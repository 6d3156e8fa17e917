//! Line-oriented terminal front end for a running game.

use std::{
    fmt,
    io::{self, BufRead, Write},
    thread,
};

use anyhow::{Context, Result};
use crossbeam_channel::{select, Receiver};
use portal_grid_core::{Direction, Event, PortalColor, PortalGun};
use portal_grid_system_session::Game;
use tracing::info;

/// Help text printed at the start of a session.
pub(crate) const CONTROLS: &str = "controls: w/a/s/d move | b <dir> / o <dir> fire blue / orange \
                                   | e use | q <dir> drop | t <ticks> wait | x quit";

const INPUT_THREAD_NAME: &str = "portal-grid-input";
const INPUT_QUEUE_DEPTH: usize = 8;
/// Ticks applied between two notification reports while waiting.
const WAIT_SLICE: u64 = 1_000;

/// Single instruction typed by the player.
#[derive(Clone, Copy, Debug, PartialEq, Eq)]
pub(crate) enum Input {
    Move(Direction),
    Fire(PortalColor, Direction),
    Use,
    Drop(Direction),
    Wait(u64),
    Quit,
}

/// Reasons a typed line could not be understood.
#[derive(Clone, Debug, PartialEq, Eq)]
pub(crate) enum InputError {
    Empty,
    UnknownAction(String),
    MissingDirection(String),
    UnknownDirection(String),
    InvalidTicks(String),
}

impl fmt::Display for InputError {
    fn fmt(&self, f: &mut fmt::Formatter<'_>) -> fmt::Result {
        match self {
            Self::Empty => write!(f, "type an action; {CONTROLS}"),
            Self::UnknownAction(action) => write!(f, "unknown action '{action}'; {CONTROLS}"),
            Self::MissingDirection(action) => {
                write!(f, "'{action}' needs a direction (w/a/s/d or up/left/down/right)")
            }
            Self::UnknownDirection(direction) => write!(f, "unknown direction '{direction}'"),
            Self::InvalidTicks(ticks) => write!(f, "'{ticks}' is not a tick count"),
        }
    }
}

/// How a terminal session ended.
#[derive(Clone, Copy, Debug, PartialEq, Eq)]
pub(crate) enum Outcome {
    Won,
    Died,
    Quit,
    InputClosed,
    Closed,
}

pub(crate) fn parse_input(line: &str) -> Result<Input, InputError> {
    let mut words = line.split_whitespace();
    let Some(action) = words.next() else {
        return Err(InputError::Empty);
    };
    let argument = words.next();

    let direction = |action: &str| -> Result<Direction, InputError> {
        let word = argument.ok_or_else(|| InputError::MissingDirection(action.to_owned()))?;
        parse_direction(word).ok_or_else(|| InputError::UnknownDirection(word.to_owned()))
    };

    match action.to_ascii_lowercase().as_str() {
        "w" | "a" | "s" | "d" | "up" | "down" | "left" | "right" => parse_direction(action)
            .map(Input::Move)
            .ok_or_else(|| InputError::UnknownAction(action.to_owned())),
        "b" => direction(action).map(|to| Input::Fire(PortalColor::Blue, to)),
        "o" => direction(action).map(|to| Input::Fire(PortalColor::Orange, to)),
        "q" => direction(action).map(Input::Drop),
        "e" => Ok(Input::Use),
        "t" => {
            let ticks = argument.unwrap_or("1");
            ticks
                .parse()
                .map(Input::Wait)
                .map_err(|_| InputError::InvalidTicks(ticks.to_owned()))
        }
        "x" | "quit" => Ok(Input::Quit),
        _ => Err(InputError::UnknownAction(action.to_owned())),
    }
}

fn parse_direction(word: &str) -> Option<Direction> {
    match word.to_ascii_lowercase().as_str() {
        "w" | "up" => Some(Direction::Up),
        "s" | "down" => Some(Direction::Down),
        "a" | "left" => Some(Direction::Left),
        "d" | "right" => Some(Direction::Right),
        _ => None,
    }
}

/// Reads inputs until the game ends, printing the board after every input.
///
/// Notifications are reported as they arrive, so the session ends on death
/// even while no input is pending. The game is closed before returning.
pub(crate) fn run<R, W>(
    game: &Game,
    events: &Receiver<Event>,
    input: R,
    out: &mut W,
) -> Result<Outcome>
where
    R: BufRead + Send + 'static,
    W: Write,
{
    let lines = read_lines(input)?;
    let outcome = drive(game, events, &lines, out);
    game.close();
    let outcome = outcome?;
    info!(?outcome, tick = game.tick(), "session finished");
    Ok(outcome)
}

/// Forwards input lines from a dedicated thread.
///
/// The thread ends once the input is exhausted or the receiver is dropped.
fn read_lines<R: BufRead + Send + 'static>(input: R) -> Result<Receiver<io::Result<String>>> {
    let (tx, rx) = crossbeam_channel::bounded(INPUT_QUEUE_DEPTH);
    let _ = thread::Builder::new()
        .name(INPUT_THREAD_NAME.to_owned())
        .spawn(move || {
            for line in input.lines() {
                if tx.send(line).is_err() {
                    break;
                }
            }
        })
        .context("failed to spawn the input thread")?;
    Ok(rx)
}

fn drive<W: Write>(
    game: &Game,
    events: &Receiver<Event>,
    lines: &Receiver<io::Result<String>>,
    out: &mut W,
) -> Result<Outcome> {
    writeln!(out, "{CONTROLS}")?;
    write_status(game, out)?;

    loop {
        select! {
            recv(events) -> event => {
                let Ok(event) = event else {
                    return Ok(Outcome::Closed);
                };
                if let Some(outcome) = report_event(event, out)? {
                    return Ok(outcome);
                }
            }
            recv(lines) -> line => {
                let Ok(line) = line else {
                    return Ok(Outcome::InputClosed);
                };
                let line = line.context("failed to read input")?;
                if let Some(outcome) = handle_line(game, events, &line, out)? {
                    return Ok(outcome);
                }
            }
        }
    }
}

fn handle_line<W: Write>(
    game: &Game,
    events: &Receiver<Event>,
    line: &str,
    out: &mut W,
) -> Result<Option<Outcome>> {
    match parse_input(line) {
        Ok(Input::Quit) => {
            writeln!(out, "game over.")?;
            return Ok(Some(Outcome::Quit));
        }
        Ok(Input::Wait(ticks)) => {
            if let Some(outcome) = wait(game, events, ticks, out)? {
                return Ok(Some(outcome));
            }
        }
        Ok(action) => perform(game, action, out)?,
        Err(error) => writeln!(out, "{error}")?,
    }

    if let Some(outcome) = report_events(events, out)? {
        return Ok(Some(outcome));
    }
    write_status(game, out)?;
    if game.player_on_goal() {
        writeln!(out, "congratulations! you cleared the chamber.")?;
        return Ok(Some(Outcome::Won));
    }
    Ok(None)
}

fn perform<W: Write>(game: &Game, action: Input, out: &mut W) -> Result<()> {
    match action {
        Input::Move(direction) => {
            if !game.go_to(direction) {
                writeln!(out, "you cannot go that way.")?;
            }
        }
        Input::Fire(color, direction) => {
            if game.player().portalgun.can_fire(color) {
                game.fire_portal(color, direction);
            } else {
                writeln!(out, "your portal gun cannot fire {}.", color_name(color))?;
            }
        }
        Input::Use => {
            if game.player().holding {
                writeln!(out, "your hands are full; drop the cube with q <dir>.")?;
            } else {
                game.toggle_use();
            }
        }
        Input::Drop(direction) => {
            if game.player().holding {
                game.set_waiting_for_drop_direction(true);
                game.drop_cube(direction);
                game.set_waiting_for_drop_direction(false);
            } else {
                writeln!(out, "you are not holding a cube.")?;
            }
        }
        Input::Wait(_) | Input::Quit => {}
    }
    Ok(())
}

/// Advances time in slices, reporting notifications after each one.
fn wait<W: Write>(
    game: &Game,
    events: &Receiver<Event>,
    ticks: u64,
    out: &mut W,
) -> Result<Option<Outcome>> {
    let mut remaining = ticks;
    while remaining > 0 {
        let slice = remaining.min(WAIT_SLICE);
        let _ = game.advance(slice);
        remaining -= slice;
        if let Some(outcome) = report_events(events, out)? {
            return Ok(Some(outcome));
        }
    }
    Ok(None)
}

fn report_events<W: Write>(events: &Receiver<Event>, out: &mut W) -> Result<Option<Outcome>> {
    for event in events.try_iter() {
        if let Some(outcome) = report_event(event, out)? {
            return Ok(Some(outcome));
        }
    }
    Ok(None)
}

/// Prints one notification; returns an outcome once the player has died.
fn report_event<W: Write>(event: Event, out: &mut W) -> Result<Option<Outcome>> {
    match event {
        Event::HealthChanged { health } => writeln!(out, "ouch! health is now {health}.")?,
        Event::TimerExpired { button } => writeln!(out, "the button at {button} popped back up.")?,
        Event::PortalsDissolved => writeln!(out, "the clear field dissolved your portals.")?,
        Event::PlayerDied => {
            writeln!(out, "you died! the game is over.")?;
            return Ok(Some(Outcome::Died));
        }
        _ => {}
    }
    Ok(None)
}

fn write_status<W: Write>(game: &Game, out: &mut W) -> Result<()> {
    writeln!(out, "{game}")?;
    writeln!(
        out,
        "health: {} | portal gun: {}",
        game.health(),
        gun_label(game.player().portalgun)
    )?;
    Ok(())
}

fn color_name(color: PortalColor) -> &'static str {
    match color {
        PortalColor::Blue => "blue",
        PortalColor::Orange => "orange",
    }
}

fn gun_label(gun: PortalGun) -> &'static str {
    match gun {
        PortalGun::None => "none",
        PortalGun::BlueOnly => "blue",
        PortalGun::OrangeOnly => "orange",
        PortalGun::All => "blue + orange",
    }
}

#[cfg(test)]
mod tests {
    use std::{
        io::{BufReader, Read},
        time::Duration,
    };

    use portal_grid_core::{Level, Player, Portals, Position, WorldLayout};
    use portal_grid_system_clock as clock;
    use portal_grid_system_session::{ClockMode, Config};

    use super::*;

    fn level(rows: &[&str], player: Player) -> Level {
        Level {
            world: WorldLayout::parse(rows).expect("layout parses"),
            player,
            portals: Portals::default(),
            props: Vec::new(),
        }
    }

    fn game(rows: &[&str], player: Player) -> Game {
        Game::start(level(rows, player), Config::manual()).expect("game starts")
    }

    fn play(game: &Game, script: &'static str) -> (Outcome, String) {
        let events = game.subscribe();
        let mut out = Vec::new();
        let outcome = run(game, &events, script.as_bytes(), &mut out).expect("session runs");
        (outcome, String::from_utf8(out).expect("utf-8 output"))
    }

    /// Input that stays silent until its sender is dropped.
    struct SilentInput(Receiver<()>);

    impl Read for SilentInput {
        fn read(&mut self, _buf: &mut [u8]) -> io::Result<usize> {
            let _ = self.0.recv();
            Ok(0)
        }
    }

    #[test]
    fn parses_every_action() {
        assert_eq!(parse_input("w"), Ok(Input::Move(Direction::Up)));
        assert_eq!(parse_input("  Left "), Ok(Input::Move(Direction::Left)));
        assert_eq!(
            parse_input("b d"),
            Ok(Input::Fire(PortalColor::Blue, Direction::Right))
        );
        assert_eq!(
            parse_input("o down"),
            Ok(Input::Fire(PortalColor::Orange, Direction::Down))
        );
        assert_eq!(parse_input("q a"), Ok(Input::Drop(Direction::Left)));
        assert_eq!(parse_input("e"), Ok(Input::Use));
        assert_eq!(parse_input("t"), Ok(Input::Wait(1)));
        assert_eq!(parse_input("t 250"), Ok(Input::Wait(250)));
        assert_eq!(parse_input("x"), Ok(Input::Quit));
    }

    #[test]
    fn reports_malformed_lines() {
        assert_eq!(parse_input(""), Err(InputError::Empty));
        assert_eq!(
            parse_input("jump"),
            Err(InputError::UnknownAction("jump".to_owned()))
        );
        assert_eq!(
            parse_input("b"),
            Err(InputError::MissingDirection("b".to_owned()))
        );
        assert_eq!(
            parse_input("q north"),
            Err(InputError::UnknownDirection("north".to_owned()))
        );
        assert_eq!(
            parse_input("t soon"),
            Err(InputError::InvalidTicks("soon".to_owned()))
        );
    }

    #[test]
    fn reaching_the_goal_wins() {
        let game = game(&[".*"], Player::new(Position::new(0, 0), 100));

        let (outcome, output) = play(&game, "d\nd\n");

        assert_eq!(outcome, Outcome::Won);
        assert!(output.contains("congratulations"));
        assert!(game.is_closed());
    }

    #[test]
    fn gun_mode_limits_portal_colors() {
        let player = Player::new(Position::new(2, 0), 100).with_portalgun(PortalGun::OrangeOnly);
        let game = game(&["#.."], player);

        let (outcome, output) = play(&game, "b a\no a\n");

        assert_eq!(outcome, Outcome::InputClosed);
        assert!(output.contains("your portal gun cannot fire blue."));
        assert_eq!(game.portals().orange, Some(Position::new(1, 0)));
        assert_eq!(game.portals().blue, None);
    }

    #[test]
    fn waiting_in_goo_ends_in_death() {
        let game = game(&["%."], Player::new(Position::new(0, 0), 20));

        let (outcome, output) = play(&game, "t\nd\n");

        assert_eq!(outcome, Outcome::Died);
        assert!(output.contains("ouch! health is now 0."));
        assert!(output.contains("you died!"));
        assert_eq!(game.player().position, Position::new(0, 0));
    }

    #[test]
    fn long_wait_stops_at_death() {
        let game = game(&["%."], Player::new(Position::new(0, 0), 100));

        let (outcome, output) = play(&game, "t 100000\n");

        assert_eq!(outcome, Outcome::Died);
        assert_eq!(output.matches("ouch!").count(), 5);
        assert_eq!(game.tick(), 5_000);
    }

    #[test]
    fn death_ends_the_session_without_further_input() {
        let config = Config::new(ClockMode::FreeRunning(clock::Config::new(
            Duration::from_micros(500),
        )));
        let game = Game::start(level(&["%."], Player::new(Position::new(0, 0), 20)), config)
            .expect("game starts");
        let events = game.subscribe();
        let (_keep_silent, silence) = crossbeam_channel::bounded::<()>(0);
        let mut out = Vec::new();

        let outcome = run(&game, &events, BufReader::new(SilentInput(silence)), &mut out)
            .expect("session runs");

        assert_eq!(outcome, Outcome::Died);
        assert!(String::from_utf8(out)
            .expect("utf-8 output")
            .ends_with("you died! the game is over.\n"));
        assert!(game.is_closed());
    }

    #[test]
    fn closing_the_game_elsewhere_ends_the_session() {
        let game = game(&[".."], Player::new(Position::new(0, 0), 100));
        let events = game.subscribe();
        game.close();
        let (_keep_silent, silence) = crossbeam_channel::bounded::<()>(0);
        let mut out = Vec::new();

        let outcome = run(&game, &events, BufReader::new(SilentInput(silence)), &mut out)
            .expect("session runs");

        assert_eq!(outcome, Outcome::Closed);
    }

    #[test]
    fn quitting_closes_the_game() {
        let game = game(&[".."], Player::new(Position::new(0, 0), 100));

        let (outcome, output) = play(&game, "e\nx\nd\n");

        assert_eq!(outcome, Outcome::Quit);
        assert!(output.ends_with("game over.\n"));
        assert_eq!(game.player().position, Position::new(0, 0));
    }
}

Assignment:
Look through the data above for lines holding the word "expect". State how many there are and nothing else.

Result of this task:
8